*** Begin section ***

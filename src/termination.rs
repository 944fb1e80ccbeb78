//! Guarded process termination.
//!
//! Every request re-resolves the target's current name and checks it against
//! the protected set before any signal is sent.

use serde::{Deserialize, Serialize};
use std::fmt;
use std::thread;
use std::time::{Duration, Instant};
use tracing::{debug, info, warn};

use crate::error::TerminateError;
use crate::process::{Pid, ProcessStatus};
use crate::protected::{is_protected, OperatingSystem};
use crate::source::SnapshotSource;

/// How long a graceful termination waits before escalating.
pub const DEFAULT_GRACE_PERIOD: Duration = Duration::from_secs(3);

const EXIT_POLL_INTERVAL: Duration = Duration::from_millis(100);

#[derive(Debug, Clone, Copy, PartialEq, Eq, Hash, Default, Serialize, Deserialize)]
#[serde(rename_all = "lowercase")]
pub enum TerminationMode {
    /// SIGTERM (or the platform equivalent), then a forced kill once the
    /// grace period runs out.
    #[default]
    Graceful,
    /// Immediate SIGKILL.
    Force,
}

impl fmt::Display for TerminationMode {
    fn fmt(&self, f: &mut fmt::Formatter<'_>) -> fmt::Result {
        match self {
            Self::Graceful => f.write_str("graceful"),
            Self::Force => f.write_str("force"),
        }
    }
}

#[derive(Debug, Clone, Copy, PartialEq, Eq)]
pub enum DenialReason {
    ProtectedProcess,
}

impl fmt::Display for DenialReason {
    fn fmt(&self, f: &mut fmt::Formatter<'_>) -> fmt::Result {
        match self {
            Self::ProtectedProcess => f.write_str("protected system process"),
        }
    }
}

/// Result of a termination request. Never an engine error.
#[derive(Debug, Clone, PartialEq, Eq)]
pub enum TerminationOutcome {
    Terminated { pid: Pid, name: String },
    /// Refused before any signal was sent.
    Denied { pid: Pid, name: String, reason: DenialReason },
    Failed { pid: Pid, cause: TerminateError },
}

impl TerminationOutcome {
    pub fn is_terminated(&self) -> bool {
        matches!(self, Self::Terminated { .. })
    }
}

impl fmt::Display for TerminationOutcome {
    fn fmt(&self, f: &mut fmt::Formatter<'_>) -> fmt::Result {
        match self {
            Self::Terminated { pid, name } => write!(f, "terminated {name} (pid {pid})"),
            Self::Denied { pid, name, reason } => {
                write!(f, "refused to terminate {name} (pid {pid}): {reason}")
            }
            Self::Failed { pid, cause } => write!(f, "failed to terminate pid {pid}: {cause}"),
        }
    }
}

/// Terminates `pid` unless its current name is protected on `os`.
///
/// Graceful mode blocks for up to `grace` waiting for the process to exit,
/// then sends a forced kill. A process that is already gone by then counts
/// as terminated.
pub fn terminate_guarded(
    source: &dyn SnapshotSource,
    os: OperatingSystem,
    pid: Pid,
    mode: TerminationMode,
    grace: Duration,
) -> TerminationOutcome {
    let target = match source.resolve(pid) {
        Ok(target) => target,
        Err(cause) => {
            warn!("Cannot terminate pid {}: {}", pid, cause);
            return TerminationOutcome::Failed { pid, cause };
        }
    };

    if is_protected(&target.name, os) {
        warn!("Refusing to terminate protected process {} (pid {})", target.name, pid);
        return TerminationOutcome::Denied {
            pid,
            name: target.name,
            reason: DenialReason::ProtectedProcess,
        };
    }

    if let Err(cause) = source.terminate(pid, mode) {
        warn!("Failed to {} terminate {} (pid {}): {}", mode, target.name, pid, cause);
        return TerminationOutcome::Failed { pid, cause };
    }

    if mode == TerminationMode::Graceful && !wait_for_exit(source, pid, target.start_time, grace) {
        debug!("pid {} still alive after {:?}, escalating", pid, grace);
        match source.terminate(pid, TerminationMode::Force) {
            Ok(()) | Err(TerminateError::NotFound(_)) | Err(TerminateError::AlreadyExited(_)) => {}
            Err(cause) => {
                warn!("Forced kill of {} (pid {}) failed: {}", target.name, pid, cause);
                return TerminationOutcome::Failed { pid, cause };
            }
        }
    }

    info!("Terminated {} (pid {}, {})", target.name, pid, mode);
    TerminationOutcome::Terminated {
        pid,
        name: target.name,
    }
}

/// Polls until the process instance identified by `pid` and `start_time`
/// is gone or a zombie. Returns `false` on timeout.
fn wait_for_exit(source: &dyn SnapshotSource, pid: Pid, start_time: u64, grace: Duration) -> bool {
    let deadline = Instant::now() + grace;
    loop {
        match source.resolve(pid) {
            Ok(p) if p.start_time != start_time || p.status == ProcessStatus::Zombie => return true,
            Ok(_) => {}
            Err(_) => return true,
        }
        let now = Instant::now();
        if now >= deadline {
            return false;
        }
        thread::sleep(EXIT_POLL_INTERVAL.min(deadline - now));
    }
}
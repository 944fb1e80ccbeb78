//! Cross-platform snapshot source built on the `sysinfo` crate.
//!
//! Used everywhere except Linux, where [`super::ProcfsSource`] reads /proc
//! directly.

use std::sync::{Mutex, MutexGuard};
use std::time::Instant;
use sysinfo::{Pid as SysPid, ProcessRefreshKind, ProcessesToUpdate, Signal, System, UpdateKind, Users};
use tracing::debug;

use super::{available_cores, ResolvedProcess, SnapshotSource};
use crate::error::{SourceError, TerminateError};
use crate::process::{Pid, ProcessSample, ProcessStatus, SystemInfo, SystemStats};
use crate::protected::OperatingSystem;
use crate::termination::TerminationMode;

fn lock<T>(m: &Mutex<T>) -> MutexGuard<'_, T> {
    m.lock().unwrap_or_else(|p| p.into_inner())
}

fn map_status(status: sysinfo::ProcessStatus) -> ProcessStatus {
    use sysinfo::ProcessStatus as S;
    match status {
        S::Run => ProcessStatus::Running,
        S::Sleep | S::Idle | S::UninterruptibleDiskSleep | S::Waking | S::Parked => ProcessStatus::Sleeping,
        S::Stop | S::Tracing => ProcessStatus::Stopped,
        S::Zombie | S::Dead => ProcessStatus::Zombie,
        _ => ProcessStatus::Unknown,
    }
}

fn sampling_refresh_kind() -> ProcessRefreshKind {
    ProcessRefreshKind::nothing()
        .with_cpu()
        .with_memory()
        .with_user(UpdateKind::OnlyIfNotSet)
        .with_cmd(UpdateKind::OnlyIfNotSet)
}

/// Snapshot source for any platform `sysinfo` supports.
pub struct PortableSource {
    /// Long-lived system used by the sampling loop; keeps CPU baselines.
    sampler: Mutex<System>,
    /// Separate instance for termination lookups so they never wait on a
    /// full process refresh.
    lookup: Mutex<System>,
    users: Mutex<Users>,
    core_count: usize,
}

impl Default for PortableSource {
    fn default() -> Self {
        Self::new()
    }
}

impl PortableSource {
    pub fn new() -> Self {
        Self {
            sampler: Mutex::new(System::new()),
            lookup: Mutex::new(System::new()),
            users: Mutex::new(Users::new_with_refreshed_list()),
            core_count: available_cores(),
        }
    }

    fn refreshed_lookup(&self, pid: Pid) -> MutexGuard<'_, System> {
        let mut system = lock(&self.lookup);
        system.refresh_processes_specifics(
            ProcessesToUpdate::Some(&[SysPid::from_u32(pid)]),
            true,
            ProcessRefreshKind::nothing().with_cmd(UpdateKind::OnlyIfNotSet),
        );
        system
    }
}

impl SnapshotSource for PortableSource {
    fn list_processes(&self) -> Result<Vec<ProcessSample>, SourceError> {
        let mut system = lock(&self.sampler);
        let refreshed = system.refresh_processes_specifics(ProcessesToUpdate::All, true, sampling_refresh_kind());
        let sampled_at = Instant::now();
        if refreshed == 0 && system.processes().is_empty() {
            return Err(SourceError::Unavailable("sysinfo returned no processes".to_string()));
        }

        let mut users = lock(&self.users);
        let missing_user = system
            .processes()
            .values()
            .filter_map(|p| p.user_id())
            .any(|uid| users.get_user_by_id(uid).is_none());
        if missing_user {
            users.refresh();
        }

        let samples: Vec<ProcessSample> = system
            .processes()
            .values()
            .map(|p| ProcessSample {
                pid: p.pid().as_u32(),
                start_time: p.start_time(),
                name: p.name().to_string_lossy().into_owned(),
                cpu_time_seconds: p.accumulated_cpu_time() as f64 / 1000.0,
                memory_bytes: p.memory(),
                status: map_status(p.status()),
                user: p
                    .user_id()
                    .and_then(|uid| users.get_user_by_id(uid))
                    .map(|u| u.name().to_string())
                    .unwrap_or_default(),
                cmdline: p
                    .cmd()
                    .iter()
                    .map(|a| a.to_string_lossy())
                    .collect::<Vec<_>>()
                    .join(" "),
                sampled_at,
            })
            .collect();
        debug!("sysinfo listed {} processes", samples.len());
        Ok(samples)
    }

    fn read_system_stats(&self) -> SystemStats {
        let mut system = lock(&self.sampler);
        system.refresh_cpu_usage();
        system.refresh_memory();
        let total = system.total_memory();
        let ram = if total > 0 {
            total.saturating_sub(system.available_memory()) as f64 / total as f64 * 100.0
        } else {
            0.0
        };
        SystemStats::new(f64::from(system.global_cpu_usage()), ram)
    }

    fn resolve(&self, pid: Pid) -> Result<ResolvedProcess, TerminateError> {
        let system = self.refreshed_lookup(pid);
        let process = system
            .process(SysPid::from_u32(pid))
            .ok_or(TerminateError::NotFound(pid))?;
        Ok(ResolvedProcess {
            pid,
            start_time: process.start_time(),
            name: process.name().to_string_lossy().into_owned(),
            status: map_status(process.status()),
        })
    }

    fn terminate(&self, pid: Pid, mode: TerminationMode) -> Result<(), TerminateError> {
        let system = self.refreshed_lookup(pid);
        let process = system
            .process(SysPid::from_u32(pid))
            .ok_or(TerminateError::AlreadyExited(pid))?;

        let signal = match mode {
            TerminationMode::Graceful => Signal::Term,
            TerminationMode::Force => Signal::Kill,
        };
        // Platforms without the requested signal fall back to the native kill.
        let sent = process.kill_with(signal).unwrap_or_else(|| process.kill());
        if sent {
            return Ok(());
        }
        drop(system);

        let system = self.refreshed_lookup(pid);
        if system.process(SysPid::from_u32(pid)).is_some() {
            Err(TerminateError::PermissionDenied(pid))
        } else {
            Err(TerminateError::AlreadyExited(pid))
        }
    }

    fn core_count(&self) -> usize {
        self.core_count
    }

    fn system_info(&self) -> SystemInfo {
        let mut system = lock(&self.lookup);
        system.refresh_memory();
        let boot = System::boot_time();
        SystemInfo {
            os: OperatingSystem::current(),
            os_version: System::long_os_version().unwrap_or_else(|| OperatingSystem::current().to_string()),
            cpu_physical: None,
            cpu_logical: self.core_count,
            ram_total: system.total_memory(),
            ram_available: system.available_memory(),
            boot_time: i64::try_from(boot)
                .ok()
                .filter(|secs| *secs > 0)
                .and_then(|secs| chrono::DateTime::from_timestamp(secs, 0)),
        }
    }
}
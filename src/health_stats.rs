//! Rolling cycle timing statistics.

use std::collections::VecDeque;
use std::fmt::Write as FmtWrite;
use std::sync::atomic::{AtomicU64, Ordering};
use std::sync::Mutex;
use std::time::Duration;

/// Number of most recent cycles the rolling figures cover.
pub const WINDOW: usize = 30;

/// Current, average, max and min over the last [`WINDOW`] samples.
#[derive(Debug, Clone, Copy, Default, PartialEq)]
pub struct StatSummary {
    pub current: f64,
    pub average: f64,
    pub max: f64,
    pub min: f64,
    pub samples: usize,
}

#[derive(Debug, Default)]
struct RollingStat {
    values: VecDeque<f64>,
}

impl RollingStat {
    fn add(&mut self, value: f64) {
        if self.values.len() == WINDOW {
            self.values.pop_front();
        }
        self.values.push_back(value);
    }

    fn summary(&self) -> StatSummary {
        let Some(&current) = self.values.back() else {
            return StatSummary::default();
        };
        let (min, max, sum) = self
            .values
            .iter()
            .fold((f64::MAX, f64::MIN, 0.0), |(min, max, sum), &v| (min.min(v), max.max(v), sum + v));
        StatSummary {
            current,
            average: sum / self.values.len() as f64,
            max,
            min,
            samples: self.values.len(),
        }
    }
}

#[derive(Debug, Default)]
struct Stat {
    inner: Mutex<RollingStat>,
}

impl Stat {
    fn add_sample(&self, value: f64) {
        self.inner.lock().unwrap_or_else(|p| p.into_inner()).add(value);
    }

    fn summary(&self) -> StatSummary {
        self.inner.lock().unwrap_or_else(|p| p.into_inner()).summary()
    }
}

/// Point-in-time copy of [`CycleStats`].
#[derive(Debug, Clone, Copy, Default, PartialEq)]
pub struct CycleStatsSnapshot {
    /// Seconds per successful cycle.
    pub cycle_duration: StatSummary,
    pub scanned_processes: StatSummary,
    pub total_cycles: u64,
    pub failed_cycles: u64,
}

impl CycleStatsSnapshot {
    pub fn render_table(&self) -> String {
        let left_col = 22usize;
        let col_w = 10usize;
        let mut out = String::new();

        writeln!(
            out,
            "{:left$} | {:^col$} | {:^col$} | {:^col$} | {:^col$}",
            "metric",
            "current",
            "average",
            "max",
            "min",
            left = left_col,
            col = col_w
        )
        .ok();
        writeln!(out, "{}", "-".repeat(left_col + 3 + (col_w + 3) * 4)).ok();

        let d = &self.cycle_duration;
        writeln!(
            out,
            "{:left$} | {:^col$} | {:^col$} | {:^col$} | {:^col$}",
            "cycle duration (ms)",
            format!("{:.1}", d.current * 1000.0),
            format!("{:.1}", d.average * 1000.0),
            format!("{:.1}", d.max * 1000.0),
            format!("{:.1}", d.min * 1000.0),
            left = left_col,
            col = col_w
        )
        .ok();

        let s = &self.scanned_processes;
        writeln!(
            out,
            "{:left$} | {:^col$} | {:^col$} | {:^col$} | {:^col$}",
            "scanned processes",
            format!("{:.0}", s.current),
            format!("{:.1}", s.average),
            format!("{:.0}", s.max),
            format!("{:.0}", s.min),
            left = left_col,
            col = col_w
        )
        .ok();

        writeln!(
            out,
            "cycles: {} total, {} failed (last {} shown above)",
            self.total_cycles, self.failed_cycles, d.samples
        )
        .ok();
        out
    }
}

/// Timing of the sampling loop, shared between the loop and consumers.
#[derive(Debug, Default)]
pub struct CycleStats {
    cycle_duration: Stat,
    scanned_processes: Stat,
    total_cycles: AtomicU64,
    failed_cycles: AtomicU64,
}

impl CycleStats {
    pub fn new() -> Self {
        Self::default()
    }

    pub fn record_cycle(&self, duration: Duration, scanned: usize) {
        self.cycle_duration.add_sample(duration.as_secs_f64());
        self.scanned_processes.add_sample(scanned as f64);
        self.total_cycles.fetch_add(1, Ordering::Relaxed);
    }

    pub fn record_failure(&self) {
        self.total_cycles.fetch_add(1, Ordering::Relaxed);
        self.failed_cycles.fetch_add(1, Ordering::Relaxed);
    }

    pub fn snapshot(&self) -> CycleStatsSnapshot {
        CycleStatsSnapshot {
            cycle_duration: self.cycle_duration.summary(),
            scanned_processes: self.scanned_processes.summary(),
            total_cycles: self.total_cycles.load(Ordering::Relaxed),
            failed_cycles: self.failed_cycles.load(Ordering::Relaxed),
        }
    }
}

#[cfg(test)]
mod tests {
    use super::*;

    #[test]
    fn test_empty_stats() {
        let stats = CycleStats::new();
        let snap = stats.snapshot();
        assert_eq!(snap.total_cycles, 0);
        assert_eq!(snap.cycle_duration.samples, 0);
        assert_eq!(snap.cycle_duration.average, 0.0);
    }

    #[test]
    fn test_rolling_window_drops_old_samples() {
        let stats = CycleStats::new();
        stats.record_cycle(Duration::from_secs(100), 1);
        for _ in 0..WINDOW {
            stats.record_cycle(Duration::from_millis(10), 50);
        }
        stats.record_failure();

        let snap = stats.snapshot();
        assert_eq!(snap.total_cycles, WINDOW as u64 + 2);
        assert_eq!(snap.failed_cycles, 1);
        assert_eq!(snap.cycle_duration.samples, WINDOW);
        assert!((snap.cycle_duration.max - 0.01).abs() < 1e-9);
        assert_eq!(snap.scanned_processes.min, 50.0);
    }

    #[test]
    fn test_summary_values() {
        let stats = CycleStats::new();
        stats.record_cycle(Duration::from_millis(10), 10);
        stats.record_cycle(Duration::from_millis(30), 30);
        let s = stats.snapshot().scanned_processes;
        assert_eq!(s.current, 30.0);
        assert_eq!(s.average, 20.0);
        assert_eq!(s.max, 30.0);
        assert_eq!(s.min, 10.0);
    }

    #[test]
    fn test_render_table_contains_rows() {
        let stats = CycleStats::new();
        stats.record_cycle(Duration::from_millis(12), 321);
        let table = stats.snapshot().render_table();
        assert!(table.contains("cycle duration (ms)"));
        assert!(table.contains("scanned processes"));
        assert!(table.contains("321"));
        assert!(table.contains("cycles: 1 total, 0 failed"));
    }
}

*** End section ***

What is required — Scan the listing above and work out how many of its lines contain the word "escalating". Report only that number.

Reply — 2